On the other hand, I would say it's wise to observe what has worked and what hasn't worked. I used the Europe and Japan example as one to emulate and one not to emulate.
...When I've talked with government officials, vendors and operators in China, I encourage them to look at 3 markets. I believe the Korean and Japanese markets are the most advanced in 3G, and the US, actually.
I think 2 or 3 things have occurred in Europe to slow 3G deployment. I've already mentioned one, the high cost of spectrum, the second was the forklift, the expensive, multibillion dollar forklift for GSM to UMTS, which is not fully deployed across the continent. A number of the larger cities have deployed, but the country side is covered by GSM.

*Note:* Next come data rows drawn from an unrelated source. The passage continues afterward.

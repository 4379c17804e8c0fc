use super::{Activation, random_parameters};
use crate::error::{Error, Result};
use crate::gradient_descent::Gradient;
use crate::history::History;
use crate::{Matrix, Vector, seeded_rng};
use ndarray::ArrayView1;

/// Weight vector, scalar bias and history shared by the binary classifiers.
///
/// Weights and bias are owned separately; `descend` is the only path that
/// mutates them and always moves both.
#[derive(Clone, Debug)]
pub(crate) struct BinaryParameters {
    weights: Vector,
    bias: f64,
    activation: Activation,
    history: History<Vector, f64>,
}

impl BinaryParameters {
    pub(crate) fn new(weights: Vector, bias: f64, activation: Activation) -> Self {
        let history = History::new(weights.clone(), bias);
        Self {
            weights,
            bias,
            activation,
            history,
        }
    }

    pub(crate) fn random(n_features: usize, random_state: Option<u64>, activation: Activation) -> Self {
        let mut rng = seeded_rng(random_state);
        let weights = random_parameters(n_features, &mut rng);
        let bias = random_parameters(1, &mut rng)[0];
        Self::new(weights, bias, activation)
    }

    pub(crate) fn weights(&self) -> ArrayView1<'_, f64> {
        self.weights.view()
    }

    pub(crate) fn weights_ref(&self) -> &Vector {
        &self.weights
    }

    pub(crate) fn bias(&self) -> f64 {
        self.bias
    }

    pub(crate) fn history(&self) -> &History<Vector, f64> {
        &self.history
    }

    pub(crate) fn history_mut(&mut self) -> &mut History<Vector, f64> {
        &mut self.history
    }

    pub(crate) fn check_features(&self, x: &Matrix) -> Result<()> {
        if x.ncols() != self.weights.len() {
            return Err(Error::DimensionMismatch(format!(
                "Number of features in X ({}) doesn't match the weights ({})",
                x.ncols(),
                self.weights.len()
            )));
        }
        Ok(())
    }

    pub(crate) fn check_targets(&self, x: &Matrix, y: &Vector) -> Result<()> {
        self.check_features(x)?;
        if x.nrows() != y.len() {
            return Err(Error::DimensionMismatch(format!(
                "Number of samples in X ({}) and y ({}) must match",
                x.nrows(),
                y.len()
            )));
        }
        Ok(())
    }

    /// Linear score `x·w + b`.
    pub(crate) fn decision_function(&self, x: &Matrix) -> Vector {
        x.dot(&self.weights) + self.bias
    }

    pub(crate) fn activated(&self, x: &Matrix) -> Vector {
        let activation = self.activation;
        self.decision_function(x).mapv_into(|z| activation.apply(z))
    }

    /// Activated score minus target.
    pub(crate) fn residual(&self, x: &Matrix, y: &Vector) -> Vector {
        self.activated(x) - y
    }

    /// `(xᵗ·r / n, mean(r))`.
    pub(crate) fn residual_gradient(x: &Matrix, residual: &Vector) -> Gradient<Vector, f64> {
        let n_samples = x.nrows() as f64;
        Gradient {
            weights: x.t().dot(residual) / n_samples,
            bias: residual.sum() / n_samples,
        }
    }

    pub(crate) fn descend(&mut self, gradient: &Gradient<Vector, f64>, learning_rate: f64) {
        self.weights.scaled_add(-learning_rate, &gradient.weights);
        self.bias -= learning_rate * gradient.bias;
    }

    pub(crate) fn snapshot(&self) -> (Vector, f64) {
        (self.weights.clone(), self.bias)
    }
}

#[cfg(test)]
mod tests {
    use super::*;
    use approx::assert_abs_diff_eq;
    use ndarray::array;

    #[test]
    fn test_decision_function() {
        let params = BinaryParameters::new(array![1.0, -1.0], 0.5, Activation::Identity);
        let x = array![[2.0, 1.0], [0.0, 3.0]];

        assert_eq!(params.decision_function(&x), array![1.5, -2.5]);
    }

    #[test]
    fn test_residual_gradient() {
        let x = array![[1.0, 0.0], [0.0, 2.0]];
        let residual = array![1.0, -1.0];

        let gradient = BinaryParameters::residual_gradient(&x, &residual);
        assert_eq!(gradient.weights, array![0.5, -1.0]);
        assert_abs_diff_eq!(gradient.bias, 0.0);
    }

    #[test]
    fn test_descend_moves_weights_and_bias() {
        let mut params = BinaryParameters::new(array![1.0, 1.0], 1.0, Activation::Identity);
        let gradient = Gradient {
            weights: array![1.0, -2.0],
            bias: 4.0,
        };

        params.descend(&gradient, 0.5);
        assert_eq!(params.weights(), array![0.5, 2.0]);
        assert_abs_diff_eq!(params.bias(), -1.0);
    }

    #[test]
    fn test_random_is_reproducible() {
        let a = BinaryParameters::random(4, Some(7), Activation::Identity);
        let b = BinaryParameters::random(4, Some(7), Activation::Identity);

        assert_eq!(a.weights(), b.weights());
        assert_eq!(a.bias(), b.bias());
        assert!(a.weights().iter().all(|w| w.abs() <= 0.01));
    }

    #[test]
    fn test_check_targets() {
        let params = BinaryParameters::new(array![1.0], 0.0, Activation::Identity);

        assert!(params.check_targets(&array![[1.0], [2.0]], &array![1.0, -1.0]).is_ok());
        assert!(params.check_targets(&array![[1.0], [2.0]], &array![1.0]).is_err());
        assert!(params.check_features(&array![[1.0, 2.0]]).is_err());
    }
}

The European market, unlike China, was fully penetrated with a good 2G service. I think the combination of penetration, the cost of spectrum, the cost of the infrastructure construction and the unavailability of good handsets for some time in the initial rollout was probably the factors that made it slower there, and that may have discouraged the Chinese government from being as aggressive on 3G as I think they might have been.
I'd never thought about the US as one of the most advanced 3G markets, probably jaded by the fact that you cannot ever be sure of successfully sending a simple SMS message between carriers.
But I am certain that 3G in the US will be the most significant stimulant of business applications for mobile (because of 3G) and that this will be a shattering and significant force far outweighing the role of Japan and Korea so far in mobile internet. This has been one of my consistent predictions for 2005 - see Prediction #1.